Herself reputed to be worth £18m after her divorces from three previous husbands, Mrs Crossley claimed in court that a pre-nuptial agreement signed by herself and the man she married in January of last year was not valid because he failed to tell her about "tens of millions" of pounds he had in offshore accounts.
The couple had contracted that should they leave the marriage they would not make any financial claims on each other. In a ground-breaking ruling, three court of appeal judges dismissed Mrs Crossley's appeal against an earlier court decision to allocate the case just one day, rather than have the multiple hearings across 18 months that she wanted.
In October a high court judge agreed to cut the usually protracted divorce process to just one day on the grounds that the pair were only married for 14 months, there were no children, both had independent wealth and had signed an agreement forbidding court action over their finances on divorce, but Mrs Crossley appealed.
In the appeal court yesterday, Lord Justice Thorpe said, "This is a quite exceptional case on its facts. If ever there is to be a paradigm case in which the courts will look to the pre-nuptial agreement as not simply one of the peripheral factors of the case but a factor of magnetic importance, then it seems to me that this is such a case."
Mark Harper, Mr Crossley's lawyer, said: "We are delighted with this decision. The court of appeal has shown that when a prenuptial agreement exists the English courts can take a pragmatic approach and short-circuit normal court procedures, saving time, money and emotional distress for all those involved.
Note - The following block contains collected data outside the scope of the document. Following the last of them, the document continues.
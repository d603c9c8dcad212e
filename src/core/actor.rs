use serde::{Deserialize, Serialize};

/// 変更操作を行った認証済みの操作者。
/// 認証自体は呼び出し側の責務で、ここでは監査ログに残す値だけを持つ。
#[derive(Debug, Clone, PartialEq, Eq, Serialize, Deserialize)]
pub struct Actor {
    pub id: i64,
    pub name: String,
    pub ip: String,
    pub user_agent: String,
}

/// 一覧を閲覧する側の権限
#[derive(Debug, Clone, Copy, PartialEq, Eq)]
pub struct Viewer {
    pub id: i64,
    pub superadmin: bool,
}

impl Actor {
    pub fn viewer(&self, superadmin: bool) -> Viewer {
        Viewer {
            id: self.id,
            superadmin,
        }
    }
}
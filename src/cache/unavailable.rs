use crate::cache::{CacheError, RuleCache};
use async_trait::async_trait;

/// 起動時に接続できなかったキャッシュの代わり。
///
/// 全操作が接続エラーを返すので、要求は通常どおり処理されて操作ごとに `ERR` として監査される。
pub struct UnavailableCache {
    reason: String,
}

impl UnavailableCache {
    pub fn new(reason: impl Into<String>) -> Self {
        Self { reason: reason.into() }
    }

    fn refuse<T>(&self) -> Result<T, CacheError> {
        Err(CacheError::Connection(self.reason.clone()))
    }
}

#[async_trait]
impl RuleCache for UnavailableCache {
    async fn add_member(&self, _key: &str, _member: &str) -> Result<bool, CacheError> {
        self.refuse()
    }

    async fn remove_member(&self, _key: &str, _member: &str) -> Result<bool, CacheError> {
        self.refuse()
    }

    async fn members(&self, _key: &str) -> Result<Vec<String>, CacheError> {
        self.refuse()
    }

    async fn scan_keys(&self, _pattern: &str) -> Result<Vec<String>, CacheError> {
        self.refuse()
    }

    async fn publish(&self, _channel: &str, _message: &str) -> Result<(), CacheError> {
        self.refuse()
    }
}
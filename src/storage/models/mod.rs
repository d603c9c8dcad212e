pub mod audit;

pub use audit::{truncate_chars, AuditRecord, AuditStats, AuditStatus, MAX_ERROR_LEN};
This will give anyone facing a dubious financial claim on divorce hope that it will be assessed at the earliest opportunity and not involve a lengthy and arduous and expensive court process."
Mr Crossley said after the hearing, "This is a fair decision. I am upset that our marriage failed. Sadly my wife is a career divorcee."
A former model, Mrs Crossley, the mother of three children, was first married at the age of 18 to Kevin Nicholson, whose family founded the Kwik Save chain of supermarkets. The pair met on the Isle of Man, where Mrs Crossley grew up, but they had drifted apart after just 18 months together.
The island, a tax haven, was where Mrs Crossley found another two of her husbands. She went on to marry Peter Lilley, heir to the Lilley and Skinner shoe fortune, when she was 22. They had a daughter together and following a later miscarriage, the couple had an enormous row at a wedding on the island and that evening Mrs Lilley took off in the private jet of race-horse owning Vernon's Pools heir Robert Sangster.
Mrs Lilley filed for a quick divorce and married her new husband, 20 years her senior, in the Isle of Man registry office in 1985. The couple had two boys together but she left him and they were divorced in 2000, with the former Mrs Sangster being awarded £16m by the courts.
Mrs Crossley is the owner of homes in Belgravia's Eaton Square, Barbados - called The Dream - and Ibiza, and is a regular at Ascot. She is known for her luxury lifestyle and has spoken of her fondness for wearing designer clothes and sipping champagne out of Baccarat crystal.
Mrs Sangster was introduced by friends to Stuart Crossley on what they jokingly described as a blind date in June 2005. The two married in Barbados within seven months but were reported to have split up on the grounds of their "incompatibility". Mrs Crossley filed for divorce in August.
In court yesterday Lord Justice Thorpe said: "The marriage was celebrated on January 5 2006 and seems to have brought little or no happiness to either of the parties."